> **Directions**
Your task is to copy every line of the entries that contains "parent".
*** Material for this task ***
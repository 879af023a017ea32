use super::AccessMode;
use crate::ids::{FieldKey, ObjectKey};
use crate::value::ApiValueType;
use std::fmt;
use std::ops::BitOr;
use std::sync::Arc;

pub type PropertyDescriptorPtr = Arc<PropertyDescriptor>;

#[derive(Debug, Clone, Copy, PartialEq, Eq, Hash, Default)]
pub struct PropertyFlags(u16);

impl PropertyFlags {
    pub const NONE: PropertyFlags = PropertyFlags(0);
    /// Skipped when a `*` or empty-name query enumerates this level; `#n`
    /// and literal names still address it.
    pub const NO_WILDCARD: PropertyFlags = PropertyFlags(0x01);
    pub const NEEDS_READ_PREP: PropertyFlags = PropertyFlags(0x02);
    pub const NEEDS_WRITE_PREP: PropertyFlags = PropertyFlags(0x04);
    pub const DELETABLE: PropertyFlags = PropertyFlags(0x08);
    /// Entry did not exist before this (write) access.
    pub const CREATED_NEW: PropertyFlags = PropertyFlags(0x10);

    pub const fn union(self, other: PropertyFlags) -> PropertyFlags {
        PropertyFlags(self.0 | other.0)
    }

    pub const fn contains(&self, other: PropertyFlags) -> bool {
        self.0 & other.0 == other.0
    }
}

impl BitOr for PropertyFlags {
    type Output = PropertyFlags;

    fn bitor(self, rhs: PropertyFlags) -> PropertyFlags {
        self.union(rhs)
    }
}

/// One entry of a static, shared property table.
#[derive(Debug, Clone, Copy, PartialEq, Eq)]
pub struct PropertyDescription {
    pub name: &'static str,
    pub value_type: ApiValueType,
    pub flags: PropertyFlags,
    pub field_key: FieldKey,
    pub object_key: ObjectKey,
}

impl PropertyDescription {
    pub const fn new(
        name: &'static str,
        value_type: ApiValueType,
        field_key: usize,
        object_key: ObjectKey,
    ) -> Self {
        PropertyDescription {
            name,
            value_type,
            flags: PropertyFlags::NONE,
            field_key: FieldKey::new(field_key),
            object_key,
        }
    }

    pub const fn with_flags(mut self, flags: PropertyFlags) -> Self {
        self.flags = flags;
        self
    }
}

#[derive(Debug, Clone)]
enum DescriptorKind {
    Root {
        api_version: u32,
    },
    Static(&'static PropertyDescription),
    Dynamic {
        name: String,
        value_type: ApiValueType,
        flags: PropertyFlags,
        field_key: FieldKey,
        object_key: ObjectKey,
    },
}

/// Per-access description of one node of the property tree.
#[derive(Debug, Clone)]
pub struct PropertyDescriptor {
    kind: DescriptorKind,
    parent: Option<PropertyDescriptorPtr>,
}

impl PropertyDescriptor {
    /// Start of one accessed object.
    pub fn root(api_version: u32) -> PropertyDescriptorPtr {
        Arc::new(PropertyDescriptor {
            kind: DescriptorKind::Root { api_version },
            parent: None,
        })
    }

    pub fn from_static(
        description: &'static PropertyDescription,
        parent: &PropertyDescriptorPtr,
    ) -> PropertyDescriptorPtr {
        Arc::new(PropertyDescriptor {
            kind: DescriptorKind::Static(description),
            parent: Some(parent.clone()),
        })
    }

    pub fn dynamic(
        name: impl Into<String>,
        value_type: ApiValueType,
        flags: PropertyFlags,
        field_key: FieldKey,
        object_key: ObjectKey,
        parent: &PropertyDescriptorPtr,
    ) -> PropertyDescriptorPtr {
        Arc::new(PropertyDescriptor {
            kind: DescriptorKind::Dynamic {
                name: name.into(),
                value_type,
                flags,
                field_key,
                object_key,
            },
            parent: Some(parent.clone()),
        })
    }

    pub fn name(&self) -> &str {
        match &self.kind {
            DescriptorKind::Root { .. } => "",
            DescriptorKind::Static(d) => d.name,
            DescriptorKind::Dynamic { name, .. } => name,
        }
    }

    pub fn value_type(&self) -> ApiValueType {
        match &self.kind {
            DescriptorKind::Root { .. } => ApiValueType::Object,
            DescriptorKind::Static(d) => d.value_type,
            DescriptorKind::Dynamic { value_type, .. } => *value_type,
        }
    }

    pub fn flags(&self) -> PropertyFlags {
        match &self.kind {
            DescriptorKind::Root { .. } => PropertyFlags::NONE,
            DescriptorKind::Static(d) => d.flags,
            DescriptorKind::Dynamic { flags, .. } => *flags,
        }
    }

    pub fn field_key(&self) -> FieldKey {
        match &self.kind {
            DescriptorKind::Root { .. } => FieldKey::new(0),
            DescriptorKind::Static(d) => d.field_key,
            DescriptorKind::Dynamic { field_key, .. } => *field_key,
        }
    }

    pub fn object_key(&self) -> ObjectKey {
        match &self.kind {
            DescriptorKind::Root { .. } => ObjectKey::ROOT,
            DescriptorKind::Static(d) => d.object_key,
            DescriptorKind::Dynamic { object_key, .. } => *object_key,
        }
    }

    pub fn parent(&self) -> Option<&PropertyDescriptorPtr> {
        self.parent.as_ref()
    }

    pub fn is_root(&self) -> bool {
        matches!(self.kind, DescriptorKind::Root { .. })
    }

    pub fn is_static(&self) -> bool {
        matches!(self.kind, DescriptorKind::Static(_))
    }

    pub fn has_object_key(&self, object_key: ObjectKey) -> bool {
        self.object_key() == object_key
    }

    /// Object or array container, resolved through `get_container`.
    pub fn is_structured(&self) -> bool {
        !self.is_root() && self.value_type().is_structured()
    }

    pub fn is_array_container(&self) -> bool {
        self.value_type() == ApiValueType::Array
    }

    pub fn is_deletable(&self) -> bool {
        self.flags().contains(PropertyFlags::DELETABLE)
    }

    pub fn accepts_wildcard(&self) -> bool {
        !self.flags().contains(PropertyFlags::NO_WILDCARD)
    }

    pub fn was_created_new(&self) -> bool {
        self.flags().contains(PropertyFlags::CREATED_NEW)
    }

    pub fn needs_preparation(&self, mode: AccessMode) -> bool {
        match mode {
            AccessMode::Read => self.flags().contains(PropertyFlags::NEEDS_READ_PREP),
            AccessMode::Write | AccessMode::WritePreload | AccessMode::Delete => {
                self.flags().contains(PropertyFlags::NEEDS_WRITE_PREP)
            }
        }
    }

    /// API version of the access this descriptor belongs to.
    pub fn api_version(&self) -> u32 {
        match &self.kind {
            DescriptorKind::Root { api_version } => *api_version,
            _ => self.parent.as_ref().map(|p| p.api_version()).unwrap_or(0),
        }
    }

    /// Dotted path from the root, for diagnostics.
    pub fn path(&self) -> String {
        match &self.parent {
            Some(parent) if !parent.is_root() => format!("{}.{}", parent.path(), self.name()),
            _ => self.name().to_string(),
        }
    }
}

impl fmt::Display for PropertyDescriptor {
    fn fmt(&self, f: &mut fmt::Formatter<'_>) -> fmt::Result {
        write!(
            f,
            "{} ({}, {})",
            if self.is_root() { "<root>".to_string() } else { self.path() },
            self.value_type(),
            self.object_key()
        )
    }
}

#[cfg(test)]
mod tests {
    use super::*;

    const LAYER_A: ObjectKey = ObjectKey::new(1);
    const LAYER_B: ObjectKey = ObjectKey::new(2);

    static PROPS: [PropertyDescription; 2] = [
        PropertyDescription::new("name", ApiValueType::String, 0, LAYER_A),
        PropertyDescription::new("channels", ApiValueType::Array, 0, LAYER_B)
            .with_flags(PropertyFlags::NO_WILDCARD.union(PropertyFlags::NEEDS_READ_PREP)),
    ];

    #[test]
    fn test_static_descriptor() {
        let root = PropertyDescriptor::root(3);
        let name = PropertyDescriptor::from_static(&PROPS[0], &root);
        assert_eq!(name.name(), "name");
        assert!(name.is_static());
        assert!(!name.is_structured());
        assert!(name.accepts_wildcard());
        assert_eq!(name.api_version(), 3);
        assert!(root.is_root());
        assert_eq!(root.object_key(), ObjectKey::ROOT);
    }

    #[test]
    fn test_same_field_key_different_layers() {
        let root = PropertyDescriptor::root(1);
        let a = PropertyDescriptor::from_static(&PROPS[0], &root);
        let b = PropertyDescriptor::from_static(&PROPS[1], &root);
        assert_eq!(a.field_key(), b.field_key());
        assert!(!b.has_object_key(a.object_key()));
    }

    #[test]
    fn test_flags_and_preparation() {
        let root = PropertyDescriptor::root(1);
        let channels = PropertyDescriptor::from_static(&PROPS[1], &root);
        assert!(channels.is_structured());
        assert!(channels.is_array_container());
        assert!(!channels.accepts_wildcard());
        assert!(channels.needs_preparation(AccessMode::Read));
        assert!(!channels.needs_preparation(AccessMode::Write));
    }

    #[test]
    fn test_dynamic_descriptor_path() {
        let root = PropertyDescriptor::root(1);
        let channels = PropertyDescriptor::from_static(&PROPS[1], &root);
        let element = PropertyDescriptor::dynamic(
            "brightness",
            ApiValueType::Object,
            PropertyFlags::CREATED_NEW | PropertyFlags::DELETABLE,
            FieldKey::new(4),
            LAYER_B,
            &channels,
        );
        assert_eq!(element.path(), "channels.brightness");
        assert!(element.was_created_new());
        assert!(element.is_deletable());
        assert_eq!(element.api_version(), 1);
    }
}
*** End of Material for this task ***
> **Output**
    parent: Option<PropertyDescriptorPtr>,
            parent: None,
        parent: &PropertyDescriptorPtr,
            parent: Some(parent.clone()),
        parent: &PropertyDescriptorPtr,
            parent: Some(parent.clone()),
    pub fn parent(&self) -> Option<&PropertyDescriptorPtr> {
        self.parent.as_ref()
            _ => self.parent.as_ref().map(|p| p.api_version()).unwrap_or(0),
        match &self.parent {
            Some(parent) if !parent.is_root() => format!("{}.{}", parent.path(), self.name()),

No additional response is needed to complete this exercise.